The State Coroner on Thursday (27 Oct) has ruled the death of 70-year-old Tan Woon Teck in the fire incident in a Geylang carpark as a suicide.

Earlier on May 30 this year, the elderly man had fatally set himself on fire in a Geylang carpark.

At around 10pm that night, Tan, who had been fired as an assistant at a coffee shop three weeks earlier, doused himself in petrol from a metal container and burned himself alight at an open carpark in Lorong Bachok, Geylang.

He burned for minutes with arms outstretched, as passers-by rushed to douse him with a fire extinguisher and water in pails.

Tan suffered extensive burns over 97 per cent of his body, only part of his groin was spared from the fire.

The Coroner’s Court heard that he died from his injuries six hours later.

State Coroner Marvin Bay stated that Tan’s medical history and criminal record showed that he was prone to ‘contemplate extreme measures’ to express his mounting grievance and despair from the affliction and misfortunes in his life.

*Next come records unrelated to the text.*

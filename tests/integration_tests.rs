//! Integration tests for the signal pipeline and the simulator.

use std::collections::BTreeMap;
use std::io::Write;

use chrono::NaiveDate;
use tempfile::NamedTempFile;

use bubblescope::analytics::PerformanceReport;
use bubblescope::data::{analysis_indices, daily_dates, load_table_csv, SeriesTable};
use bubblescope::lppl::{CriticalTimeEstimate, CriticalTimeModel, LpplConfig};
use bubblescope::normalize::{NormalizerConfig, ZeroVariancePolicy};
use bubblescope::policy::{PolicyConfig, PolicyInput, ReEntryConfig, SignalPolicy};
use bubblescope::portfolio::{Allocation, FeeSchedule};
use bubblescope::signals::{EngineConfig, SignalEngine, SignalInputs};
use bubblescope::simulator::{PortfolioSimulator, SimulationConfig};
use bubblescope::types::{
    EventKind, EventReason, NormalizedSignal, SignalEvent, Skip, SkipReason, Stage, StageResult,
};
use bubblescope::BubbleFileConfig;

const DAYS: usize = 250;

fn start() -> NaiveDate {
    NaiveDate::from_ymd_opt(2022, 1, 3).unwrap()
}

/// Smooth super-exponential rise, then a 20% decline over the last 10 days.
fn rising_then_falling() -> Vec<f64> {
    let mut prices: Vec<f64> = (0..DAYS - 10)
        .map(|i| (100.0_f64.ln() + 0.25 * ((0.012 * i as f64).exp() - 1.0)).exp())
        .collect();
    let peak = prices[DAYS - 11];
    prices.extend((1..=10).map(|k| peak * (1.0 - 0.02 * k as f64)));
    prices
}

fn two_instrument_table() -> SeriesTable {
    SeriesTable::from_columns(
        daily_dates(start(), DAYS),
        [("FLAT", vec![100.0; DAYS]), ("RISE", rising_then_falling())],
    )
    .unwrap()
}

fn scenario_engine() -> SignalEngine {
    let critical_time = LpplConfig {
        max_iterations: 300,
        ..LpplConfig::default().with_attempts(3).with_max_searches(3)
    };
    let policy = PolicyConfig::default()
        .with_threshold(60.0)
        .with_reentry(ReEntryConfig {
            days_after_exit: 300,
            ..ReEntryConfig::default()
        });
    SignalEngine::new(
        EngineConfig::default()
            .with_window(60, 30)
            .with_policy(policy)
            .with_critical_time(critical_time),
    )
}

fn count(events: &[SignalEvent], kind: EventKind) -> usize {
    events
        .iter()
        .filter(|e| e.is_policy_driven() && e.kind == kind)
        .count()
}

/// A critical-time model that always answers with the same distance.
struct FixedDistance(f64);

impl CriticalTimeModel for FixedDistance {
    fn estimate(&self, _ordinals: &[i64], _log_prices: &[f64]) -> StageResult<CriticalTimeEstimate> {
        Ok(CriticalTimeEstimate {
            days_to_critical: self.0,
            critical_ordinal: self.0,
            converged: 1,
            attempts: 1,
            attempt_days: vec![self.0],
        })
    }
}

struct Unavailable;

impl CriticalTimeModel for Unavailable {
    fn estimate(&self, _ordinals: &[i64], _log_prices: &[f64]) -> StageResult<CriticalTimeEstimate> {
        Err(Skip::new(Stage::CriticalTime, SkipReason::NonConvergence))
    }
}

#[test]
fn test_end_to_end_rise_and_flat_control() {
    let prices = two_instrument_table();
    let report = scenario_engine().run(&SignalInputs::new(&prices)).unwrap();

    assert!(report.failures.is_empty());
    assert_eq!(report.analysis_indices, analysis_indices(DAYS, 60, 30));

    let rise = report.events_for("RISE");
    assert!(count(rise, EventKind::Exit) <= 1);
    assert!(count(rise, EventKind::Enter) <= count(rise, EventKind::Exit));

    // A steady rise gives no reason to sell early: any exit belongs to the
    // late rise or the decline, never to the first analysis dates.
    let dates = prices.dates();
    for event in rise.iter().filter(|e| e.is_policy_driven() && e.kind == EventKind::Exit) {
        assert!(event.date >= dates[179], "early exit on {}", event.date);
    }
    // No accepted attempt sits on the far end of the tc range (59 days).
    for (date, estimate) in &report.runs["RISE"].estimates {
        for days in &estimate.attempt_days {
            assert!(*days < 58.9, "{}: attempt pinned at {:.3} days", date, days);
        }
    }

    let flat = report.events_for("FLAT");
    assert_eq!(count(flat, EventKind::Exit), 0);
    assert_eq!(count(flat, EventKind::Enter), 0);

    // Bookends: initial entry and forced horizon exit for both instruments.
    let last = prices.last_date().unwrap();
    for name in ["FLAT", "RISE"] {
        let events = report.events_for(name);
        assert_eq!(events.first().map(|e| e.reason), Some(EventReason::Initial));
        let horizon = events.last().unwrap();
        assert_eq!(horizon.kind, EventKind::Exit);
        assert_eq!(horizon.reason, EventReason::Horizon);
        assert_eq!(horizon.date, last);

        let series = report.event_series(name).unwrap();
        assert_eq!(series.len(), DAYS);
        assert_eq!(series[DAYS - 1], Some(EventKind::Exit));
    }

    // The flat control alone, entry fee only: one round trip costs one fee.
    let flat_prices = prices.subset(&["FLAT"]).unwrap();
    let config = SimulationConfig::default()
        .with_capital(100_000.0)
        .with_fees(0.001, FeeSchedule::EntryOnly)
        .with_allocation(Allocation::AllCash);
    let result = PortfolioSimulator::new(config)
        .run(&flat_prices, flat)
        .unwrap();
    assert_eq!(result.round_trips.len(), 1);
    assert!((result.final_equity - 100_000.0 * (1.0 - 0.001)).abs() < 1e-6);

    // Both instruments together end fully liquidated.
    let result = PortfolioSimulator::new(SimulationConfig::default())
        .run(&prices, &report.events())
        .unwrap();
    assert!(result.open_positions.is_empty());
    assert!(result.equity_curve.iter().all(|p| p.cash >= 0.0));
    let performance = PerformanceReport::from_simulation(&result).with_benchmark(&prices, &result);
    assert_eq!(performance.trade_count, result.round_trips.len());
    assert!(performance.benchmark.is_some());
    assert!(performance.max_drawdown_pct >= 0.0);
}

#[test]
fn test_recovery_reentry_fires_before_timer() {
    let dates = daily_dates(start(), 200);
    let mut prices = vec![100.0; 200];
    for (offset, price) in [97.6, 95.2, 92.8, 90.4, 88.0].iter().enumerate() {
        prices[101 + offset] = *price;
    }
    for price in prices.iter_mut().take(110).skip(106) {
        *price = 88.0;
    }
    prices[110] = 89.0;
    prices[111] = 90.0;
    for price in prices.iter_mut().skip(112) {
        *price = 91.0;
    }

    let exit_date = dates[100];
    let mut signals = BTreeMap::new();
    signals.insert(
        exit_date,
        NormalizedSignal {
            instrument: "AAA".to_string(),
            date: exit_date,
            z_growth: 2.0,
            z_quality: 2.0,
            z_auxiliary: None,
        },
    );
    let reentry = ReEntryConfig {
        days_after_exit: 30,
        drawdown_fraction: 0.10,
        recovery_days: 3,
        ..ReEntryConfig::default()
    };
    let policy = SignalPolicy::new(PolicyConfig::default().with_reentry(reentry));
    let input = PolicyInput {
        instrument: "AAA",
        dates: &dates,
        prices: &prices,
        analysis_indices: &[100],
        signals: &signals,
        window: 60,
        valuation: None,
        macro_indicator: None,
    };
    let run = policy.run(&input, &FixedDistance(5.0)).unwrap();

    let policy_events: Vec<&SignalEvent> = run.policy_events().collect();
    assert_eq!(policy_events.len(), 2);
    assert_eq!(policy_events[0].kind, EventKind::Exit);
    assert_eq!(policy_events[0].date, exit_date);
    assert_eq!(policy_events[1].kind, EventKind::Enter);
    assert_eq!(policy_events[1].date, dates[112]);
    assert_eq!(policy_events[1].reason, EventReason::ReEntryRecovery);

    // The simulator follows: out of the market between day 100 and day 112.
    let table = SeriesTable::from_columns(dates.clone(), [("AAA", prices.clone())]).unwrap();
    let result = PortfolioSimulator::new(SimulationConfig::default().with_allocation(Allocation::AllCash))
        .run(&table, &run.events)
        .unwrap();
    assert_eq!(result.round_trips.len(), 2);
    assert_eq!(result.equity_curve[105].exposure, 0.0);
    assert!(result.equity_curve[112].exposure > 0.99);
}

#[test]
fn test_degenerate_cross_section() {
    let dates = daily_dates(start(), 120);
    let rising = rising_then_falling();
    let series = &rising[..120];
    let prices = SeriesTable::from_columns(
        dates,
        ["AAA", "BBB", "CCC"].map(|name| (name, series.to_vec())),
    )
    .unwrap();

    let engine = SignalEngine::new(EngineConfig::default().with_window(40, 20))
        .with_model(Box::new(FixedDistance(1.0)));
    let report = engine.run(&SignalInputs::new(&prices)).unwrap();

    assert!(!report.panel.is_empty());
    for date in report.panel.dates() {
        for signal in report.panel.on(date).unwrap() {
            assert_eq!(signal.z_growth, 0.0);
            assert_eq!(signal.z_quality, 0.0);
        }
    }
    // A neutral score of 50 never crosses the threshold.
    for name in ["AAA", "BBB", "CCC"] {
        assert_eq!(report.events_for(name).iter().filter(|e| e.is_policy_driven()).count(), 0);
    }

    let mut config = EngineConfig::default().with_window(40, 20);
    config.normalizer = NormalizerConfig {
        zero_variance: ZeroVariancePolicy::Skip,
    };
    let report = SignalEngine::new(config)
        .with_model(Box::new(FixedDistance(1.0)))
        .run(&SignalInputs::new(&prices))
        .unwrap();
    assert!(report.panel.is_empty());
    assert!(report
        .skips
        .iter()
        .any(|r| matches!(r.skip.reason, SkipReason::ZeroVariance)));
}

#[test]
fn test_forced_exit_closes_everything() {
    let prices = two_instrument_table();
    let engine = scenario_engine().with_model(Box::new(Unavailable));
    let report = engine.run(&SignalInputs::new(&prices)).unwrap();

    for name in ["FLAT", "RISE"] {
        let events = report.events_for(name);
        assert_eq!(events.len(), 2);
        assert_eq!(events[1].reason, EventReason::Horizon);
    }

    let result = PortfolioSimulator::new(SimulationConfig::default())
        .run(&prices, &report.events())
        .unwrap();
    assert!(result.open_positions.is_empty());
    let last = result.equity_curve.last().unwrap();
    assert_eq!(last.positions_value, 0.0);
    assert!((last.equity - last.cash).abs() < 1e-9);
}

#[test]
fn test_pipeline_from_files() {
    let mut csv = NamedTempFile::new().unwrap();
    writeln!(csv, "date,AAA,BBB,CCC").unwrap();
    for (i, date) in daily_dates(start(), 90).iter().enumerate() {
        let x = i as f64;
        writeln!(
            csv,
            "{},{:.4},{:.4},{:.4}",
            date.format("%Y-%m-%d"),
            100.0 * (0.01 * x).exp(),
            100.0 + 3.0 * (x / 5.0).sin(),
            100.0 * (-0.002 * x).exp()
        )
        .unwrap();
    }
    csv.flush().unwrap();

    let mut toml = NamedTempFile::new().unwrap();
    write!(
        toml,
        "[signal]\nmodel_window = 40\nstride = 15\n\n[simulation]\nfee_rate = 0.002\n"
    )
    .unwrap();
    toml.flush().unwrap();

    let file_config = BubbleFileConfig::load(toml.path()).unwrap();
    let prices = load_table_csv(csv.path(), &file_config.table_config().unwrap()).unwrap();
    assert_eq!(prices.num_instruments(), 3);

    let engine = SignalEngine::new(file_config.to_engine_config().unwrap())
        .with_model(Box::new(Unavailable));
    let report = engine.run(&SignalInputs::new(&prices)).unwrap();
    assert_eq!(report.analysis_indices, analysis_indices(90, 40, 15));
    assert!(!report.fits.is_empty());

    let simulation = file_config.to_simulation_config().unwrap();
    let result = PortfolioSimulator::new(simulation)
        .run(&prices, &report.events())
        .unwrap();
    assert!(result.total_fees > 0.0);
    assert_eq!(result.equity_curve.len(), 90);
}
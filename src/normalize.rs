//! Cross-sectional normalization of fit results.
//!
//! Values are z-scored against every instrument with a valid fit on the
//! same analysis date, never against other dates. Growth rate, fit quality
//! and the optional auxiliary value are normalized independently.

use crate::types::{FitResult, NormalizedSignal, Skip, SkipReason, SkipRecord, Stage, StageResult};
use chrono::NaiveDate;
use serde::{Deserialize, Serialize};
use std::collections::BTreeMap;
use tracing::debug;

/// What to do when a cross-section has zero variance.
#[derive(Debug, Clone, Copy, PartialEq, Eq, Default, Serialize, Deserialize)]
#[serde(rename_all = "snake_case")]
pub enum ZeroVariancePolicy {
    /// Every instrument gets a z-score of 0.
    #[default]
    Zero,
    /// The date is excluded.
    Skip,
}

/// Configuration for the normalizer.
#[derive(Debug, Clone, Default, PartialEq, Serialize, Deserialize)]
pub struct NormalizerConfig {
    #[serde(default)]
    pub zero_variance: ZeroVariancePolicy,
}

/// Z-scores fit results within one analysis date.
#[derive(Debug, Clone, Default)]
pub struct CrossSectionalNormalizer {
    config: NormalizerConfig,
}

impl CrossSectionalNormalizer {
    pub fn new(config: NormalizerConfig) -> Self {
        Self { config }
    }

    /// Normalize the fits that share `date`.
    ///
    /// Fits with non-finite growth or quality are excluded. Fewer than two
    /// remaining fits skip the date.
    pub fn normalize(&self, date: NaiveDate, fits: &[FitResult]) -> StageResult<Vec<NormalizedSignal>> {
        let valid: Vec<&FitResult> = fits
            .iter()
            .filter(|f| {
                f.window_end_date == date && f.growth_rate.is_finite() && f.fit_quality.is_finite()
            })
            .collect();

        if valid.len() < 2 {
            return Err(Skip::new(
                Stage::Normalize,
                SkipReason::InsufficientCrossSection {
                    available: valid.len(),
                },
            ));
        }

        let growth: Vec<f64> = valid.iter().map(|f| f.growth_rate).collect();
        let quality: Vec<f64> = valid.iter().map(|f| f.fit_quality).collect();
        let z_growth = self.zscores_or_policy(&growth)?;
        let z_quality = self.zscores_or_policy(&quality)?;
        let z_aux = self.auxiliary_zscores(&valid);

        Ok(valid
            .iter()
            .enumerate()
            .map(|(i, fit)| NormalizedSignal {
                instrument: fit.instrument.clone(),
                date,
                z_growth: z_growth[i],
                z_quality: z_quality[i],
                z_auxiliary: z_aux.as_ref().and_then(|z| z[i]),
            })
            .collect())
    }

    /// Normalize every analysis date found in `fits`.
    ///
    /// The returned panel is complete before any policy reads it.
    pub fn normalize_panel(&self, fits: &[FitResult]) -> NormalizedPanel {
        let mut by_date: BTreeMap<NaiveDate, Vec<FitResult>> = BTreeMap::new();
        for fit in fits {
            by_date
                .entry(fit.window_end_date)
                .or_default()
                .push(fit.clone());
        }

        let mut panel = NormalizedPanel::default();
        for (date, cross_section) in by_date {
            match self.normalize(date, &cross_section) {
                Ok(signals) => {
                    panel.by_date.insert(date, signals);
                }
                Err(skip) => {
                    debug!("Normalization skipped on {}: {}", date, skip);
                    panel.skipped.push(SkipRecord {
                        instrument: None,
                        date: Some(date),
                        skip,
                    });
                }
            }
        }
        panel
    }

    fn zscores_or_policy(&self, values: &[f64]) -> StageResult<Vec<f64>> {
        match zscores(values) {
            Some(z) => Ok(z),
            None => match self.config.zero_variance {
                ZeroVariancePolicy::Zero => Ok(vec![0.0; values.len()]),
                ZeroVariancePolicy::Skip => {
                    Err(Skip::new(Stage::Normalize, SkipReason::ZeroVariance))
                }
            },
        }
    }

    fn auxiliary_zscores(&self, valid: &[&FitResult]) -> Option<Vec<Option<f64>>> {
        let present: Vec<(usize, f64)> = valid
            .iter()
            .enumerate()
            .filter_map(|(i, f)| f.auxiliary.filter(|v| v.is_finite()).map(|v| (i, v)))
            .collect();
        if present.len() < 2 {
            return None;
        }
        let values: Vec<f64> = present.iter().map(|(_, v)| *v).collect();
        let z = match zscores(&values) {
            Some(z) => z,
            None if self.config.zero_variance == ZeroVariancePolicy::Zero => {
                vec![0.0; values.len()]
            }
            None => return None,
        };
        let mut out = vec![None; valid.len()];
        for ((i, _), zi) in present.iter().zip(z) {
            out[*i] = Some(zi);
        }
        Some(out)
    }
}

/// Sample z-scores (n − 1 denominator).
///
/// Returns `None` for fewer than two values or zero variance.
pub fn zscores(values: &[f64]) -> Option<Vec<f64>> {
    if values.len() < 2 {
        return None;
    }
    let n = values.len() as f64;
    let mean = values.iter().sum::<f64>() / n;
    let variance = values.iter().map(|v| (v - mean).powi(2)).sum::<f64>() / (n - 1.0);
    let std_dev = variance.sqrt();
    if !std_dev.is_finite() || std_dev <= f64::EPSILON * mean.abs().max(1.0) {
        return None;
    }
    Some(values.iter().map(|v| (v - mean) / std_dev).collect())
}

/// Normalized signals for every analysis date.
#[derive(Debug, Clone, Default, Serialize, Deserialize)]
pub struct NormalizedPanel {
    by_date: BTreeMap<NaiveDate, Vec<NormalizedSignal>>,
    skipped: Vec<SkipRecord>,
}

impl NormalizedPanel {
    /// Dates that were normalized.
    pub fn dates(&self) -> Vec<NaiveDate> {
        self.by_date.keys().copied().collect()
    }

    pub fn on(&self, date: NaiveDate) -> Option<&[NormalizedSignal]> {
        self.by_date.get(&date).map(Vec::as_slice)
    }

    pub fn get(&self, instrument: &str, date: NaiveDate) -> Option<&NormalizedSignal> {
        self.by_date
            .get(&date)?
            .iter()
            .find(|s| s.instrument == instrument)
    }

    /// All normalized values of one instrument keyed by date.
    pub fn slice_for(&self, instrument: &str) -> BTreeMap<NaiveDate, NormalizedSignal> {
        self.by_date
            .iter()
            .filter_map(|(date, signals)| {
                signals
                    .iter()
                    .find(|s| s.instrument == instrument)
                    .map(|s| (*date, s.clone()))
            })
            .collect()
    }

    /// Dates excluded by the normalizer.
    pub fn skipped(&self) -> &[SkipRecord] {
        &self.skipped
    }

    pub fn is_empty(&self) -> bool {
        self.by_date.is_empty()
    }
}

#[cfg(test)]
mod tests {
    use super::*;

    fn date() -> NaiveDate {
        NaiveDate::from_ymd_opt(2022, 6, 30).unwrap()
    }

    fn fit(name: &str, growth: f64, quality: f64) -> FitResult {
        FitResult {
            instrument: name.to_string(),
            window_end_date: date(),
            growth_rate: growth,
            fit_quality: quality,
            auxiliary: None,
        }
    }

    fn mean_std(values: &[f64]) -> (f64, f64) {
        let n = values.len() as f64;
        let mean = values.iter().sum::<f64>() / n;
        let var = values.iter().map(|v| (v - mean).powi(2)).sum::<f64>() / (n - 1.0);
        (mean, var.sqrt())
    }

    #[test]
    fn test_zscores_have_unit_sample_variance() {
        let normalizer = CrossSectionalNormalizer::default();
        let fits = vec![
            fit("AAA", 0.01, 0.9),
            fit("BBB", 0.03, 0.5),
            fit("CCC", -0.02, 0.7),
            fit("DDD", 0.05, 0.95),
        ];
        let signals = normalizer.normalize(date(), &fits).unwrap();
        let (mean, std) = mean_std(&signals.iter().map(|s| s.z_growth).collect::<Vec<_>>());
        assert!(mean.abs() < 1e-12);
        assert!((std - 1.0).abs() < 1e-12);
        let (mean, std) = mean_std(&signals.iter().map(|s| s.z_quality).collect::<Vec<_>>());
        assert!(mean.abs() < 1e-12);
        assert!((std - 1.0).abs() < 1e-12);
    }

    #[test]
    fn test_single_instrument_is_skipped() {
        let normalizer = CrossSectionalNormalizer::default();
        let err = normalizer.normalize(date(), &[fit("AAA", 0.01, 0.9)]).unwrap_err();
        assert_eq!(err.reason, SkipReason::InsufficientCrossSection { available: 1 });
    }

    #[test]
    fn test_invalid_fits_are_excluded() {
        let normalizer = CrossSectionalNormalizer::default();
        let fits = vec![
            fit("AAA", 0.01, 0.9),
            fit("BBB", f64::NAN, 0.5),
            fit("CCC", 0.02, 0.7),
        ];
        let signals = normalizer.normalize(date(), &fits).unwrap();
        assert_eq!(signals.len(), 2);
        assert!(signals.iter().all(|s| s.instrument != "BBB"));
    }

    #[test]
    fn test_zero_variance_defaults_to_zero() {
        let normalizer = CrossSectionalNormalizer::default();
        let fits = vec![fit("AAA", 0.02, 0.9), fit("BBB", 0.02, 0.5), fit("CCC", 0.02, 0.7)];
        let signals = normalizer.normalize(date(), &fits).unwrap();
        assert!(signals.iter().all(|s| s.z_growth == 0.0));
        assert!(signals.iter().any(|s| s.z_quality != 0.0));
    }

    #[test]
    fn test_zero_variance_skip_policy() {
        let normalizer = CrossSectionalNormalizer::new(NormalizerConfig {
            zero_variance: ZeroVariancePolicy::Skip,
        });
        let fits = vec![fit("AAA", 0.02, 0.9), fit("BBB", 0.02, 0.5)];
        let err = normalizer.normalize(date(), &fits).unwrap_err();
        assert_eq!(err.reason, SkipReason::ZeroVariance);
    }

    #[test]
    fn test_auxiliary_normalized_when_present() {
        let normalizer = CrossSectionalNormalizer::default();
        let mut fits = vec![fit("AAA", 0.01, 0.9), fit("BBB", 0.03, 0.5), fit("CCC", 0.02, 0.4)];
        fits[0].auxiliary = Some(1.0);
        fits[1].auxiliary = Some(3.0);
        let signals = normalizer.normalize(date(), &fits).unwrap();
        assert!(signals[0].z_auxiliary.unwrap() < 0.0);
        assert!(signals[1].z_auxiliary.unwrap() > 0.0);
        assert!(signals[2].z_auxiliary.is_none());
    }

    #[test]
    fn test_panel_never_mixes_dates() {
        let normalizer = CrossSectionalNormalizer::default();
        let other = date().succ_opt().unwrap();
        let mut late = fit("AAA", 0.5, 0.1);
        late.window_end_date = other;
        let fits = vec![fit("AAA", 0.01, 0.9), fit("BBB", 0.03, 0.5), late];

        let panel = normalizer.normalize_panel(&fits);
        assert_eq!(panel.dates(), vec![date()]);
        assert_eq!(panel.skipped().len(), 1);
        assert_eq!(panel.skipped()[0].date, Some(other));
        assert!(panel.get("AAA", date()).is_some());
        assert_eq!(panel.slice_for("BBB").len(), 1);
    }
}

Tan had been diagnosed with depression in 1976, after he was referred to Changi Prison Hospital for attempted suicide. He had been suffering from low mood and insomnia.

In 1986, he was charged with rape and again found to be depressed. The outcome of this case was not revealed in court.

A psychiatric assessment three years later recorded improvements in Tan’s sleep and mental state.

An hour before committing himself that night, Tan paid a visit to his long-term benefactor, Madam Teo Kim Hong, to thank her for all that she had done for him.

The court heard that five years ago, Mdm Teo had offered him shelter at the Nam Yeo Qigong Centre after Tan was evicted from his previous residence in Lorong Bachok.

During their meeting, Tan told Mdm Teo that he wanted to die because he was ‘in a very bad state’. He also vaguely told her to read the next day’s newspapers, the court heard.

Mr Bay said, “Being terminated from employment was a major reversal in his life that evidently weighed heavily on him.”

What makes sure that there was no foul play, Mr Bay said a recording from an in-car camera of a TransCab taxi, where Tan stood next to before setting himself on fire, showed him walking across the carpark to the spot where he committed suicide.

Also a closed-circuit television footage from an Esso petrol station in Geylang showed Tan buying petrol.

Mr Bay said, it was also highly unlikely for the blaze to have been set off by accident, the petrol from the metal can must has been used to accelerate the start of the fire.

“Or Tan’s clothes would not have been spontaneously consumed with such intensity,” he added.